DNase inhibits the de novo formation of Gardnerella vaginalis biofilms. A, Strain 49 145 was incubated with DNase at the indicated concentrations or in vehicle control for 24 hours, and biofilm biomass was quantified by the safranin assay. Normalization (100%) was to control-treated G. vaginalis. B, Heat inactivation of DNase abrogates its biofilm inhibiting properties. C, DNase at various concentrations (▪, vehicle control; ♦, 8 µg/mL; ▴, 200 µg/mL) does not inhibit planktonic growth of G. vaginalis over 24 hours. ***P < .001; ****P < .0001.

Figure 4.

DNase disrupts previously established biofilms. A, Gardnerella vaginalis biofilms were grown for 24 hours prior to treatment with DNase or vehicle control.
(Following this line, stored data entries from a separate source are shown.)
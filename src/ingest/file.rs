//! Local file frame source.
//!
//! This module provides `FileSource` for reading frames from local video files.
//! The file source is responsible for:
//! - Reading frames from a local video file (no network access)
//! - Decoding video frames in-memory to RGB
//! - Seeking to a frame index for time-aligned capture
//! - Stamping each frame with its index and origin
//!
//! `stub://` paths select a synthetic stream instead, used by tests and by
//! deployments without a camera. `stub://live` produces an endless live stream.

use anyhow::{anyhow, Result};

#[cfg(feature = "ingest-file-ffmpeg")]
use super::file_ffmpeg::FfmpegFileSource;
use super::{FrameSource, NextFrame, SourceStats};
use crate::frame::CapturedFrame;

const LIVE_STUB: &str = "stub://live";

/// Configuration for a local file source.
#[derive(Clone, Debug)]
pub struct FileConfig {
    /// Local file path (e.g., "/var/lib/flood/flood_video.h264") or `stub://<name>`.
    pub path: String,
    /// Frame rate of synthetic streams. Video files report their own rate.
    pub fps: f64,
    /// Length of synthetic recorded streams, in frames.
    pub frames: u64,
    /// Synthetic frame width.
    pub width: u32,
    /// Synthetic frame height.
    pub height: u32,
}

impl Default for FileConfig {
    fn default() -> Self {
        Self {
            path: String::new(),
            fps: 10.0,
            frames: 300,
            width: 320,
            height: 240,
        }
    }
}

/// Local file frame source.
pub struct FileSource {
    backend: FileBackend,
}

enum FileBackend {
    Synthetic(SyntheticFileSource),
    #[cfg(feature = "ingest-file-ffmpeg")]
    Ffmpeg(FfmpegFileSource),
}

impl FileSource {
    pub fn new(config: FileConfig) -> Result<Self> {
        if !is_local_file_path(&config.path) {
            return Err(anyhow!(
                "file ingestion only supports local paths (no URL schemes)"
            ));
        }
        if config.path.starts_with("stub://") {
            Ok(Self {
                backend: FileBackend::Synthetic(SyntheticFileSource::new(config)?),
            })
        } else {
            #[cfg(feature = "ingest-file-ffmpeg")]
            {
                Ok(Self {
                    backend: FileBackend::Ffmpeg(FfmpegFileSource::new(config)?),
                })
            }
            #[cfg(not(feature = "ingest-file-ffmpeg"))]
            {
                Err(anyhow!(
                    "video file ingestion requires the ingest-file-ffmpeg feature ({})",
                    config.path
                ))
            }
        }
    }
}

impl FrameSource for FileSource {
    fn open(&mut self) -> Result<()> {
        match &mut self.backend {
            FileBackend::Synthetic(source) => source.open(),
            #[cfg(feature = "ingest-file-ffmpeg")]
            FileBackend::Ffmpeg(source) => source.open(),
        }
    }

    fn read_next(&mut self) -> Result<NextFrame> {
        match &mut self.backend {
            FileBackend::Synthetic(source) => source.read_next(),
            #[cfg(feature = "ingest-file-ffmpeg")]
            FileBackend::Ffmpeg(source) => source.read_next(),
        }
    }

    fn seek_to_index(&mut self, index: u64) -> Result<()> {
        match &mut self.backend {
            FileBackend::Synthetic(source) => source.seek_to_index(index),
            #[cfg(feature = "ingest-file-ffmpeg")]
            FileBackend::Ffmpeg(source) => source.seek_to_index(index),
        }
    }

    fn total_frames(&self) -> Option<u64> {
        match &self.backend {
            FileBackend::Synthetic(source) => source.total_frames(),
            #[cfg(feature = "ingest-file-ffmpeg")]
            FileBackend::Ffmpeg(source) => Some(source.total_frames()),
        }
    }

    fn fps(&self) -> f64 {
        match &self.backend {
            FileBackend::Synthetic(source) => source.config.fps,
            #[cfg(feature = "ingest-file-ffmpeg")]
            FileBackend::Ffmpeg(source) => source.fps(),
        }
    }

    fn close(&mut self) {
        match &mut self.backend {
            FileBackend::Synthetic(source) => source.close(),
            #[cfg(feature = "ingest-file-ffmpeg")]
            FileBackend::Ffmpeg(source) => source.close(),
        }
    }

    fn describe(&self) -> String {
        match &self.backend {
            FileBackend::Synthetic(source) => source.config.path.clone(),
            #[cfg(feature = "ingest-file-ffmpeg")]
            FileBackend::Ffmpeg(source) => source.stats().source,
        }
    }

    fn stats(&self) -> SourceStats {
        match &self.backend {
            FileBackend::Synthetic(source) => source.stats(),
            #[cfg(feature = "ingest-file-ffmpeg")]
            FileBackend::Ffmpeg(source) => source.stats(),
        }
    }
}

// ----------------------------------------------------------------------------
// Synthetic source (stub://) for tests
// ----------------------------------------------------------------------------

struct SyntheticFileSource {
    config: FileConfig,
    live: bool,
    cursor: u64,
    frame_count: u64,
    opened: bool,
}

impl SyntheticFileSource {
    fn new(config: FileConfig) -> Result<Self> {
        if config.width == 0 || config.height == 0 {
            return Err(anyhow!("synthetic frame size must be non-zero"));
        }
        let live = config.path == LIVE_STUB;
        Ok(Self {
            config,
            live,
            cursor: 0,
            frame_count: 0,
            opened: false,
        })
    }

    fn open(&mut self) -> Result<()> {
        self.opened = true;
        log::info!("FileSource: opened {} (synthetic)", self.config.path);
        Ok(())
    }

    fn read_next(&mut self) -> Result<NextFrame> {
        if !self.opened {
            return Err(anyhow!(
                "synthetic source {} is not open",
                self.config.path
            ));
        }
        if !self.live && self.cursor >= self.config.frames {
            return Ok(NextFrame::EndOfStream);
        }
        let index = self.cursor;
        let pixels = self.generate_synthetic_pixels(index);
        self.cursor += 1;
        self.frame_count += 1;

        Ok(NextFrame::Frame(
            CapturedFrame::from_rgb(pixels, self.config.width, self.config.height, index)
                .with_origin(self.config.path.clone()),
        ))
    }

    fn seek_to_index(&mut self, index: u64) -> Result<()> {
        if self.live {
            return Err(anyhow!("live source {} cannot seek", self.config.path));
        }
        if index >= self.config.frames {
            return Err(anyhow!(
                "frame {} out of range (stream has {} frames)",
                index,
                self.config.frames
            ));
        }
        self.cursor = index;
        Ok(())
    }

    fn total_frames(&self) -> Option<u64> {
        if self.live {
            None
        } else {
            Some(self.config.frames)
        }
    }

    fn close(&mut self) {
        if self.opened {
            log::info!("FileSource: closed {}", self.config.path);
        }
        self.opened = false;
    }

    /// Horizontal gradient whose phase shifts with the frame index, so
    /// neighbouring frames differ.
    fn generate_synthetic_pixels(&self, index: u64) -> Vec<u8> {
        let width = self.config.width as usize;
        let height = self.config.height as usize;
        let mut pixels = vec![0u8; width * height * 3];
        for (i, px) in pixels.chunks_exact_mut(3).enumerate() {
            let x = (i % width) as u64;
            px[0] = ((x + index) % 256) as u8;
            px[1] = ((x * 2 + index) % 256) as u8;
            px[2] = (index % 256) as u8;
        }
        pixels
    }

    fn stats(&self) -> SourceStats {
        SourceStats {
            frames_captured: self.frame_count,
            source: self.config.path.clone(),
        }
    }
}

fn is_local_file_path(path: &str) -> bool {
    if path.trim().is_empty() {
        return false;
    }
    if path.starts_with("stub://") {
        return true;
    }
    !path.contains("://")
}

#[cfg(test)]
mod tests {
    use super::*;

    fn stub(frames: u64) -> FileSource {
        let mut source = FileSource::new(FileConfig {
            path: "stub://test".to_string(),
            fps: 4.0,
            frames,
            width: 8,
            height: 4,
        })
        .expect("stub source");
        source.open().expect("open");
        source
    }

    #[test]
    fn rejects_remote_urls() {
        let result = FileSource::new(FileConfig {
            path: "http://example.com/video.mp4".to_string(),
            ..FileConfig::default()
        });
        assert!(result.is_err());
    }

    #[test]
    fn reads_until_end_of_stream() {
        let mut source = stub(2);
        assert!(matches!(source.read_next().unwrap(), NextFrame::Frame(_)));
        assert!(matches!(source.read_next().unwrap(), NextFrame::Frame(_)));
        assert!(matches!(source.read_next().unwrap(), NextFrame::EndOfStream));
        assert_eq!(source.stats().frames_captured, 2);
    }

    #[test]
    fn seek_moves_cursor() {
        let mut source = stub(10);
        source.seek_to_index(7).expect("seek");
        match source.read_next().unwrap() {
            NextFrame::Frame(frame) => {
                assert_eq!(frame.index, 7);
                assert_eq!(frame.byte_len(), 8 * 4 * 3);
                assert_eq!(frame.origin.as_deref(), Some("stub://test"));
            }
            NextFrame::EndOfStream => panic!("expected a frame"),
        }
    }

    #[test]
    fn seek_past_end_fails() {
        let mut source = stub(10);
        assert!(source.seek_to_index(10).is_err());
    }

    #[test]
    fn read_before_open_fails() {
        let mut source = FileSource::new(FileConfig {
            path: "stub://closed".to_string(),
            ..FileConfig::default()
        })
        .expect("stub source");
        assert!(source.read_next().is_err());
    }

    #[test]
    fn live_stub_never_ends_and_cannot_seek() {
        let mut source = FileSource::new(FileConfig {
            path: "stub://live".to_string(),
            frames: 1,
            width: 2,
            height: 2,
            ..FileConfig::default()
        })
        .expect("stub source");
        source.open().expect("open");
        for _ in 0..5 {
            assert!(matches!(source.read_next().unwrap(), NextFrame::Frame(_)));
        }
        assert!(source.seek_to_index(0).is_err());
    }
}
B, A total of 100 µg/mL of DNase was active on biofilms within 15 minutes. C, G. vaginalis density in biofilm fraction (white) and supernatant fraction (black). Statistical comparison is for supernatant organisms. Total organisms were not statistically significantly different. **P < .01; ***P < .001.

Figure 5.

Interaction of DNase and metronidazole on preformed Gardnerella vaginalis biofilms. DNase was added at 167 µg/mL final concentration (bottom row), with 10-fold dilutions in each subsequent row above (top row, vehicle control). Metronidazole was added at 1.67 mg/mL final concentration (right column), with 5-fold dilutions in each subsequent column to the left (left column, vehicle control). The remaining percentage of the maximum biofilm was calculated as in prior figures, and a heat map (red, >75% remaining; green, 50%–75%; blue, <50%) was constructed.

Figure 6.

DNase decreases vaginal Gardnerella vaginalis colonization in a murine model. Two groups of 5 C57/BL6 mice were colonized with strain ARG37 and 100 µg/mL DNase or vehicle control. Quantitative cultures were obtained 48 hours following the initial inoculation. **P < .01.